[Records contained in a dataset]
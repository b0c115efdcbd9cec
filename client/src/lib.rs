//! Client library for the Stampede log server. Opens an XML log stream over
//! TCP and writes records in the wire format the server frames on.

mod log_client;

pub use log_client::{Level, LogClient, LogRecord};
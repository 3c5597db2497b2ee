use chrono::{DateTime, Utc};
use serde::{Deserialize, Serialize};
use std::sync::Arc;
use std::time::Instant;
use tracing::warn;
use utoipa::ToSchema;

use crate::database::ListStore;

/// Dependency health information
#[derive(Debug, Clone, Serialize, Deserialize, ToSchema)]
pub struct DependencyHealth {
    pub name: String,
    pub status: HealthCheckStatus,
    pub response_time_ms: Option<u64>,
    pub last_check: DateTime<Utc>,
    #[serde(skip_serializing_if = "Option::is_none")]
    pub error_message: Option<String>,
}

#[derive(Debug, Clone, Serialize, Deserialize, PartialEq, ToSchema)]
#[serde(rename_all = "lowercase")]
pub enum HealthCheckStatus {
    Healthy,
    Unhealthy,
}

/// Overall service health
#[derive(Debug, Clone, Serialize, Deserialize, ToSchema)]
pub struct HealthStatus {
    pub status: HealthCheckStatus,
    pub timestamp: DateTime<Utc>,
    pub version: String,
    pub environment: String,
    pub uptime_seconds: u64,
    pub dependencies: Vec<DependencyHealth>,
}

/// Health checker service
#[derive(Clone)]
pub struct HealthChecker {
    start_time: Arc<Instant>,
    store: Arc<dyn ListStore>,
    environment: String,
}

impl HealthChecker {
    pub fn new(store: Arc<dyn ListStore>, environment: impl Into<String>) -> Self {
        Self {
            start_time: Arc::new(Instant::now()),
            store,
            environment: environment.into(),
        }
    }

    pub fn get_uptime(&self) -> u64 {
        self.start_time.elapsed().as_secs()
    }

    async fn check_store(&self) -> DependencyHealth {
        let start = Instant::now();
        let result = self.store.ping().await;
        let elapsed = start.elapsed().as_millis() as u64;

        let (status, error_message) = match result {
            Ok(()) => (HealthCheckStatus::Healthy, None),
            Err(e) => {
                warn!("Store health check failed: {}", e);
                (HealthCheckStatus::Unhealthy, Some(e.to_string()))
            }
        };

        DependencyHealth {
            name: self.store.backend_name().to_string(),
            status,
            response_time_ms: Some(elapsed),
            last_check: Utc::now(),
            error_message,
        }
    }

    pub async fn check(&self) -> HealthStatus {
        let dependencies = vec![self.check_store().await];
        let status = if dependencies
            .iter()
            .all(|d| d.status == HealthCheckStatus::Healthy)
        {
            HealthCheckStatus::Healthy
        } else {
            HealthCheckStatus::Unhealthy
        };

        HealthStatus {
            status,
            timestamp: Utc::now(),
            version: env!("CARGO_PKG_VERSION").to_string(),
            environment: self.environment.clone(),
            uptime_seconds: self.get_uptime(),
            dependencies,
        }
    }
}
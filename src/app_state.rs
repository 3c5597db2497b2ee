//! Application state shared across all handlers.

use metrics_exporter_prometheus::PrometheusHandle;

use crate::config::Config;
use crate::services::{HealthChecker, ListService};

/// Application state shared across handlers.
#[derive(Clone)]
pub struct AppState {
    /// Application configuration
    pub config: Config,
    /// List and item operations
    pub list_service: ListService,
    /// Health check service
    pub health_checker: HealthChecker,
    /// Prometheus render handle; `None` when no recorder is installed (tests)
    pub metrics_handle: Option<PrometheusHandle>,
}

impl AppState {
    pub fn new(config: Config, list_service: ListService, health_checker: HealthChecker) -> Self {
        Self {
            config,
            list_service,
            health_checker,
            metrics_handle: None,
        }
    }

    pub fn with_metrics(mut self, handle: PrometheusHandle) -> Self {
        self.metrics_handle = Some(handle);
        self
    }
}

impl axum::extract::FromRef<AppState> for HealthChecker {
    fn from_ref(app_state: &AppState) -> Self {
        app_state.health_checker.clone()
    }
}
use axum::{
    extract::{MatchedPath, Request},
    middleware::Next,
    response::Response,
};
use metrics::{counter, gauge, histogram};
use std::time::Instant;

/// Metrics middleware that tracks request counts, latency and in-flight requests.
///
/// Paths are labelled by their route template (`/api/lists/{list_id}/`) so
/// list ids do not explode label cardinality.
pub async fn metrics_middleware(request: Request, next: Next) -> Response {
    let method = request.method().to_string();
    let path = request
        .extensions()
        .get::<MatchedPath>()
        .map(|matched| matched.as_str().to_string())
        .unwrap_or_else(|| "unmatched".to_string());
    let start = Instant::now();

    counter!("http_requests_total", "method" => method.clone(), "path" => path.clone()).increment(1);
    gauge!("http_requests_in_flight", "path" => path.clone()).increment(1.0);

    let response = next.run(request).await;

    let status = response.status().as_u16().to_string();
    gauge!("http_requests_in_flight", "path" => path.clone()).decrement(1.0);

    histogram!(
        "http_request_duration_seconds",
        "method" => method.clone(),
        "path" => path.clone(),
        "status" => status.clone()
    )
    .record(start.elapsed().as_secs_f64());

    counter!(
        "http_responses_total",
        "method" => method.clone(),
        "path" => path.clone(),
        "status" => status.clone()
    )
    .increment(1);

    if response.status().is_server_error() {
        counter!(
            "http_errors_total",
            "method" => method,
            "path" => path,
            "status" => status
        )
        .increment(1);
    }

    response
}
#[tokio::test]
async fn test_path_without_trailing_slash() {
    let app = TestApp::new();
    let list = app.create_list().await;

    let response = app.get(&format!("/api/lists/{}", list)).await;

    assert_eq!(response.status(), StatusCode::OK);
}

#[tokio::test]
async fn test_create_list_endpoint() {
    let app = TestApp::new();

    let response = app.post_form("/api/lists/", "").await;

    assert_eq!(response.status(), StatusCode::CREATED);
    let id = body_json(response).await["id"].as_i64().unwrap();
    assert!(app.store.find_list(ListId(id)).await.unwrap().is_some());
}

#[tokio::test]
async fn test_health_endpoint() {
    let app = TestApp::new();

    let response = app.get("/health").await;

    assert_eq!(response.status(), StatusCode::OK);
    let body = body_json(response).await;
    assert_eq!(body["status"], "healthy");
    assert_eq!(body["environment"], "test");
}

#[tokio::test]
async fn test_openapi_document_lists_routes() {
    let app = TestApp::new();

    let response = app.get("/api/docs/openapi.json").await;

    assert_eq!(response.status(), StatusCode::OK);
    let doc = body_json(response).await;
    assert!(doc["paths"]["/api/lists/{list_id}/"].is_object());
}

#[tokio::test]
async fn test_responses_carry_request_id_and_security_headers() {
    let app = TestApp::new();
    let list = app.create_list().await;

    let response = app.get(&list_url(list)).await;

    assert!(response.headers().contains_key("x-request-id"));
    assert_eq!(
        response.headers().get(header::X_CONTENT_TYPE_OPTIONS).unwrap(),
        "nosniff"
    );
}
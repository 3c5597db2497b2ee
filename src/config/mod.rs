use anyhow::Result;
use serde::{Deserialize, Serialize};
use std::env;
use std::str::FromStr;

use crate::constants::{database, server};

/// Which `ListStore` implementation backs the service
#[derive(Debug, Clone, Copy, PartialEq, Eq, Serialize, Deserialize)]
#[serde(rename_all = "lowercase")]
pub enum StorageBackend {
    Postgres,
    Memory,
}

impl FromStr for StorageBackend {
    type Err = anyhow::Error;

    fn from_str(s: &str) -> Result<Self> {
        match s.to_ascii_lowercase().as_str() {
            "postgres" | "postgresql" => Ok(StorageBackend::Postgres),
            "memory" => Ok(StorageBackend::Memory),
            other => Err(anyhow::anyhow!("Unknown STORAGE backend: {}", other)),
        }
    }
}

#[derive(Debug, Clone, Copy, PartialEq, Eq, Serialize, Deserialize)]
#[serde(rename_all = "lowercase")]
pub enum LogFormat {
    Text,
    Json,
}

impl FromStr for LogFormat {
    type Err = anyhow::Error;

    fn from_str(s: &str) -> Result<Self> {
        match s.to_ascii_lowercase().as_str() {
            "text" | "pretty" => Ok(LogFormat::Text),
            "json" => Ok(LogFormat::Json),
            other => Err(anyhow::anyhow!("Unknown LOG_FORMAT: {}", other)),
        }
    }
}

#[derive(Debug, Clone, Serialize, Deserialize)]
pub struct Config {
    pub environment: String,
    pub host: String,
    pub port: u16,
    pub storage: StorageBackend,
    /// Required when `storage` is `Postgres`
    pub database_url: Option<String>,
    pub max_connections: u32,
    pub request_timeout: u64,
    pub log_level: String,
    pub log_format: LogFormat,
}

impl Default for Config {
    fn default() -> Self {
        Self {
            environment: "development".to_string(),
            host: server::DEFAULT_HOST.to_string(),
            port: server::DEFAULT_PORT,
            storage: StorageBackend::Postgres,
            database_url: None,
            max_connections: database::DEFAULT_MAX_CONNECTIONS,
            request_timeout: server::DEFAULT_REQUEST_TIMEOUT_SECS,
            log_level: "info".to_string(),
            log_format: LogFormat::Text,
        }
    }
}

impl Config {
    pub fn from_env() -> Result<Self> {
        dotenvy::dotenv().ok(); // Load .env file if it exists

        Self::from_lookup(|key| env::var(key).ok())
    }

    /// Build a config from an arbitrary key lookup; `from_env` passes the process environment.
    pub fn from_lookup<F>(lookup: F) -> Result<Self>
    where
        F: Fn(&str) -> Option<String>,
    {
        let defaults = Config::default();

        let storage = match lookup("STORAGE") {
            Some(value) => value.parse()?,
            None => defaults.storage,
        };

        let database_url = lookup("DATABASE_URL");
        if storage == StorageBackend::Postgres && database_url.is_none() {
            return Err(anyhow::anyhow!(
                "DATABASE_URL environment variable is required (or set STORAGE=memory)"
            ));
        }

        Ok(Config {
            environment: lookup("ENVIRONMENT").unwrap_or(defaults.environment),
            host: lookup("HOST").unwrap_or(defaults.host),
            port: parse_or(&lookup, "PORT", defaults.port)?,
            storage,
            database_url,
            max_connections: parse_or(&lookup, "MAX_CONNECTIONS", defaults.max_connections)?,
            request_timeout: parse_or(&lookup, "REQUEST_TIMEOUT", defaults.request_timeout)?,
            log_level: lookup("LOG_LEVEL").unwrap_or(defaults.log_level),
            log_format: match lookup("LOG_FORMAT") {
                Some(value) => value.parse()?,
                None => defaults.log_format,
            },
        })
    }

    pub fn bind_address(&self) -> String {
        format!("{}:{}", self.host, self.port)
    }

    pub fn is_production(&self) -> bool {
        self.environment == "production"
    }
}

fn parse_or<F, T>(lookup: &F, key: &str, default: T) -> Result<T>
where
    F: Fn(&str) -> Option<String>,
    T: FromStr,
    T::Err: std::fmt::Display,
{
    match lookup(key) {
        Some(raw) => raw
            .parse()
            .map_err(|e| anyhow::anyhow!("{} has an invalid value {:?}: {}", key, raw, e)),
        None => Ok(default),
    }
}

■ ABOUT THIS TASK: Lines with "other" in the records above: copy every one of them.

■ OUTPUT BELOW:
            other => Err(anyhow::anyhow!("Unknown STORAGE backend: {}", other)),
            other => Err(anyhow::anyhow!("Unknown LOG_FORMAT: {}", other)),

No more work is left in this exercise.